I have already implemented the first part (format an integer into 32 bit hexadecimal with leading zeros and without '0x' prefix) using this:

"{0:0>32x}".format(n)

But I cannot implement the second part, I have Google searched for a way to insert a separator every N characters into strings using Python but most are irrelevant no matter what keywords I use, and I have only seen two relevant methods, one being the method I am using that I came up with by myself, the other is this:

re.sub('([\da-fA-F]{4})', r'\1:', s, 7)

But regexes are slow:

In [221]: re.sub('([\da-fA-F]{4})', r'\1:', 'c42d7a7d155b93f7658c20c9fea598ff', 7)
Out[221]: 'c42d:7a7d:155b:93f7:658c:20c9:fea5:98ff'

In [222]: s = 'c42d7a7d155b93f7658c20c9fea598ff'

In [223]: %timeit re.sub('([\da-fA-F]{4})', r'\1:', s, 7)
11.6 µs ± 993 ns per loop (mean ± std. dev. of 7 runs, 100000 loops each)

In [224]: %timeit ':'.join(s[i:i+4] for i in range(0, 32, 4))
2.11 µs ± 23.7 ns per loop (mean ± std. dev. of 7 runs, 1000000 loops each)

But I have found this keyword: Python f string thousand separator in Google search suggestions and found this syntax: "{:,d}"

In [226]: "{:,d}".format(1234567890)
Out[226]: '1,234,567,890'

It is pretty close to what I seek, but unfortunately it isn't the method, first it deals with integers (d), secondly it inserts a separator every 3 characters instead of 4, and finally it uses a comma instead of a colon, and I can't change that without invalidating the syntax...

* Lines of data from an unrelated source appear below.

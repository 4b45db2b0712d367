//! View-layer contract.
//!
//! The view renders a [`Snapshot`](crate::store::Snapshot) together with its
//! own cosmetic [`UiState`], and turns user actions into [`Intent`]s. The
//! [`Dispatcher`] routes page and refresh intents to the store and applies
//! everything else locally.

use crate::api::ContentApi;
use crate::models::{Article, ArticleId, Category};
use crate::scroll::ScrollView;
use crate::store::{ContentStore, LoadOutcome};
use serde::Serialize;
use tracing::{debug, info};

/// Cosmetic state owned by the view. Nothing here is persisted.
#[derive(Debug, Clone, PartialEq, Default, Serialize)]
pub struct UiState {
    pub dark_mode: bool,
    pub active_category: Category,
    pub search_query: String,
    pub scroll: ScrollView,
}

impl UiState {
    pub fn toggle_dark_mode(&mut self) {
        self.dark_mode = !self.dark_mode;
    }

    pub fn set_category(&mut self, category: Category) {
        self.active_category = category;
    }

    /// Replace the search query. Matching is case-insensitive over title, body and author.
    pub fn set_search(&mut self, query: impl Into<String>) {
        self.search_query = query.into();
    }

    /// Recompute the scroll-derived values for `offset` pixels.
    pub fn set_scroll(&mut self, offset: f64) {
        self.scroll = ScrollView::from_offset(offset);
    }

    /// Whether `article` passes the category filter and the search box.
    pub fn shows(&self, article: &Article) -> bool {
        if !self.active_category.matches(article.category) {
            return false;
        }
        let query = self.search_query.trim().to_lowercase();
        if query.is_empty() {
            return true;
        }
        [&article.title, &article.content, &article.author]
            .iter()
            .any(|field| field.to_lowercase().contains(&query))
    }
}

/// Things the user can ask for.
#[derive(Debug, Clone, PartialEq)]
pub enum Intent {
    RequestPage(u32),
    RequestRefresh,
    SetCategory(Category),
    SetSearch(String),
    ToggleDarkMode,
    /// Fire-and-forget; logged, never stored.
    Bookmark(ArticleId),
    Scroll(f64),
}

/// Articles of the held page that pass the current filters, in server order.
pub fn visible_articles<'a>(articles: &'a [Article], ui: &UiState) -> Vec<&'a Article> {
    articles.iter().filter(|a| ui.shows(a)).collect()
}

/// The featured article plus the rest of the grid.
#[derive(Debug, Clone, PartialEq)]
pub struct Layout<'a> {
    pub featured: Option<&'a Article>,
    pub grid: Vec<&'a Article>,
}

impl<'a> Layout<'a> {
    /// The first visible article is featured; the others fill the grid.
    pub fn arrange(articles: &'a [Article], ui: &UiState) -> Self {
        let mut visible = visible_articles(articles, ui).into_iter();
        let featured = visible.next();
        Self {
            featured,
            grid: visible.collect(),
        }
    }

    pub fn is_empty(&self) -> bool {
        self.featured.is_none()
    }
}

/// Routes intents to the store or to the local [`UiState`].
#[derive(Debug)]
pub struct Dispatcher<'s, A> {
    store: &'s ContentStore<A>,
    ui: UiState,
}

impl<'s, A: ContentApi> Dispatcher<'s, A> {
    /// Dispatcher over `store` with default UI state: light mode, all categories, no search.
    pub fn new(store: &'s ContentStore<A>) -> Self {
        Self::with_ui(store, UiState::default())
    }

    /// Dispatcher that starts from an existing `ui`.
    pub fn with_ui(store: &'s ContentStore<A>, ui: UiState) -> Self {
        Self { store, ui }
    }

    pub fn ui(&self) -> &UiState {
        &self.ui
    }

    pub fn store(&self) -> &ContentStore<A> {
        self.store
    }

    /// Apply `intent`.
    ///
    /// # Returns
    ///
    /// `Some(outcome)` for intents that reach the store (page changes and
    /// refresh), `None` for those handled locally on the [`UiState`].
    pub async fn dispatch(&mut self, intent: Intent) -> Option<LoadOutcome> {
        debug!(?intent, "Dispatching intent");
        match intent {
            Intent::RequestPage(n) => Some(self.store.set_page(n).await),
            Intent::RequestRefresh => Some(self.store.refresh().await),
            Intent::SetCategory(category) => {
                self.ui.set_category(category);
                None
            }
            Intent::SetSearch(query) => {
                self.ui.set_search(query);
                None
            }
            Intent::ToggleDarkMode => {
                self.ui.toggle_dark_mode();
                None
            }
            Intent::Bookmark(id) => {
                info!(article_id = %id, "Bookmark requested");
                None
            }
            Intent::Scroll(offset) => {
                self.ui.set_scroll(offset);
                None
            }
        }
    }
}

So what is the correct f-string syntax to insert a colon every 4 digits while formatting integer to 32 digit hexadecimal string? Preferably without f-string nesting. And I am looking for a one-liner.

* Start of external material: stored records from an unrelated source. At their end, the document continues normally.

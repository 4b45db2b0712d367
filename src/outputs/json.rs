//! JSON rendering of the current snapshot.
//!
//! Only the articles that pass the UI filters are included, so the output
//! matches what the text listing would show.

use crate::models::Article;
use crate::store::Snapshot;
use crate::view::{UiState, visible_articles};
use serde::Serialize;

#[derive(Debug, Serialize)]
struct Report<'a> {
    current_page: u32,
    total_pages: u32,
    total: u64,
    page_size: u32,
    is_loading: bool,
    is_refreshing: bool,
    error: Option<&'a str>,
    ui: &'a UiState,
    articles: Vec<&'a Article>,
}

pub fn render(snapshot: &Snapshot, ui: &UiState) -> Result<String, serde_json::Error> {
    let report = Report {
        current_page: snapshot.current_page,
        total_pages: snapshot.total_pages,
        total: snapshot.total,
        page_size: snapshot.page_size,
        is_loading: snapshot.is_loading,
        is_refreshing: snapshot.is_refreshing,
        error: snapshot.error.as_deref(),
        ui,
        articles: visible_articles(&snapshot.articles, ui),
    };
    serde_json::to_string_pretty(&report)
}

By f-string nesting I meaning something like this:

f'{f"{n:0>32x}"}'

I don't know if that is valid, and I don't like it.


Currently I have done this:

"{0:0>32_x}".format(n)
In [248]: "{0:0>32_x}".format(260764824896579434326633182196140447999)
Out[248]: 'c42d_7a7d_155b_93f7_658c_20c9_fea5_98ff'

But I can't change that underscore to a colon, I know I can use str.replace but still I want it done in one command.


Performance comparison:

In [253]: %timeit "{0:0>32_x}".format(260764824896579434326633182196140447999).replace('_', ':')
988 ns ± 7.72 ns per loop (mean ± std. dev. of 7 runs, 1000000 loops each)

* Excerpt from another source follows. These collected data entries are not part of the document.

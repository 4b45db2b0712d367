//! Command-line interface definitions for blogverse.
//!
//! This module defines the CLI arguments and options using the `clap` crate.
//! The API address can also come from the environment; everything else falls
//! back to the optional YAML config file and then to built-in defaults.

use crate::config::ClientConfig;
use crate::error::Result;
use crate::models::Category;
use clap::Parser;

/// Command-line arguments for the blogverse reader.
///
/// # Examples
///
/// ```sh
/// # First page from a local backend
/// blogverse
///
/// # Re-scrape, then show page 2 of the Travel articles as JSON
/// blogverse --refresh --page 2 --category travel --json
///
/// # Different backend, nine articles per page
/// BLOGVERSE_API_URL=http://blog.internal:8080 blogverse --page-size 9
/// ```
#[derive(Parser, Debug)]
#[command(author, version, about)]
pub struct Cli {
    /// Base URL of the content API
    #[arg(short, long, env = "BLOGVERSE_API_URL")]
    pub base_url: Option<String>,

    /// Page to show (1-based)
    #[arg(short, long, default_value_t = 1, value_parser = clap::value_parser!(u32).range(1..))]
    pub page: u32,

    /// Articles per page
    #[arg(short = 'n', long, value_parser = clap::value_parser!(u32).range(1..))]
    pub page_size: Option<u32>,

    /// Trigger a backend scrape before showing the page
    #[arg(short, long)]
    pub refresh: bool,

    /// Only show articles in this category
    #[arg(long)]
    pub category: Option<Category>,

    /// Only show articles whose title, body, or author contain this text
    #[arg(short = 'q', long)]
    pub search: Option<String>,

    /// Print the snapshot as JSON instead of a text listing
    #[arg(long)]
    pub json: bool,

    /// Optional path to a config.yaml file
    #[arg(short, long)]
    pub config: Option<String>,

    /// Per-request timeout in seconds (default: wait indefinitely)
    #[arg(long)]
    pub timeout_secs: Option<u64>,
}

impl Cli {
    /// Layer flags over the config file over defaults.
    pub async fn resolve_config(&self) -> Result<ClientConfig> {
        let mut config = match &self.config {
            Some(path) => ClientConfig::load(path).await?,
            None => ClientConfig::default(),
        };
        if let Some(base_url) = &self.base_url {
            config.base_url = base_url.clone();
        }
        if let Some(page_size) = self.page_size {
            config.page_size = page_size;
        }
        if let Some(timeout) = self.timeout_secs {
            config.request_timeout_secs = Some(timeout);
        }
        config.validate()?;
        Ok(config)
    }
}

#[cfg(test)]
mod tests {
    use super::*;
    use crate::config::DEFAULT_BASE_URL;

    #[test]
    fn test_cli_defaults() {
        let cli = Cli::parse_from(["blogverse"]);
        assert_eq!(cli.page, 1);
        assert!(cli.page_size.is_none());
        assert!(!cli.refresh);
        assert!(!cli.json);
        assert!(cli.category.is_none());
    }

    #[test]
    fn test_cli_flags() {
        let cli = Cli::parse_from([
            "blogverse",
            "--base-url",
            "http://blog.internal:8080",
            "-p",
            "3",
            "-n",
            "9",
            "--refresh",
            "--category",
            "travel",
            "-q",
            "patagonia",
            "--json",
        ]);

        assert_eq!(cli.base_url.as_deref(), Some("http://blog.internal:8080"));
        assert_eq!(cli.page, 3);
        assert_eq!(cli.page_size, Some(9));
        assert!(cli.refresh);
        assert_eq!(cli.category, Some(Category::Travel));
        assert_eq!(cli.search.as_deref(), Some("patagonia"));
        assert!(cli.json);
    }

    #[test]
    fn test_cli_rejects_page_zero_and_unknown_category() {
        assert!(Cli::try_parse_from(["blogverse", "--page", "0"]).is_err());
        assert!(Cli::try_parse_from(["blogverse", "--page-size", "0"]).is_err());
        assert!(Cli::try_parse_from(["blogverse", "--category", "sports"]).is_err());
    }

    #[tokio::test]
    async fn test_resolve_config_overrides() {
        let cli = Cli::parse_from(["blogverse", "-n", "4", "--timeout-secs", "3"]);
        let config = cli.resolve_config().await.unwrap();
        assert_eq!(config.page_size, 4);
        assert_eq!(config.request_timeout_secs, Some(3));
        if cli.base_url.is_none() {
            assert_eq!(config.base_url, DEFAULT_BASE_URL);
        }
    }

    #[tokio::test]
    async fn test_resolve_config_rejects_bad_url() {
        let cli = Cli::parse_from(["blogverse", "--base-url", "not a url"]);
        assert!(cli.resolve_config().await.is_err());
    }
}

In [254]: %timeit ':'.join([hex(260764824896579434326633182196140447999).replace('0x',"").zfill(32)[i:i+4] for i in range(0, 32, 4)])
4.59 µs ± 493 ns per loop (mean ± std. dev. of 7 runs, 100000 loops each)

In [255]: %timeit "{0:0>32_x}".format(260764824896579434326633182196140447999)
810 ns ± 48.7 ns per loop (mean ± std. dev. of 7 runs, 1000000 loops each)

String interpolation is much faster than string slicing.


Solution

  • But regexes are slow:

    Note that you might harness re.compile if you want to lessen required time, consider following example

    import timeit
    timeit.timeit(stmt='re.sub("(....)","\\1:",s)',setup='import re;s = "c42d7a7d155b93f7658c20c9fea598ff"') # 2.398639300000468
    timeit.timeit(stmt='pat.sub("\\1:",s)',setup='import re;s = "c42d7a7d155b93f7658c20c9fea598ff";pat=re.compile("(....)")') # 1.6385453000002599
    

    I use different pattern, as I assume input is always 32 hex digits, replace every 4 characters with them followed by :.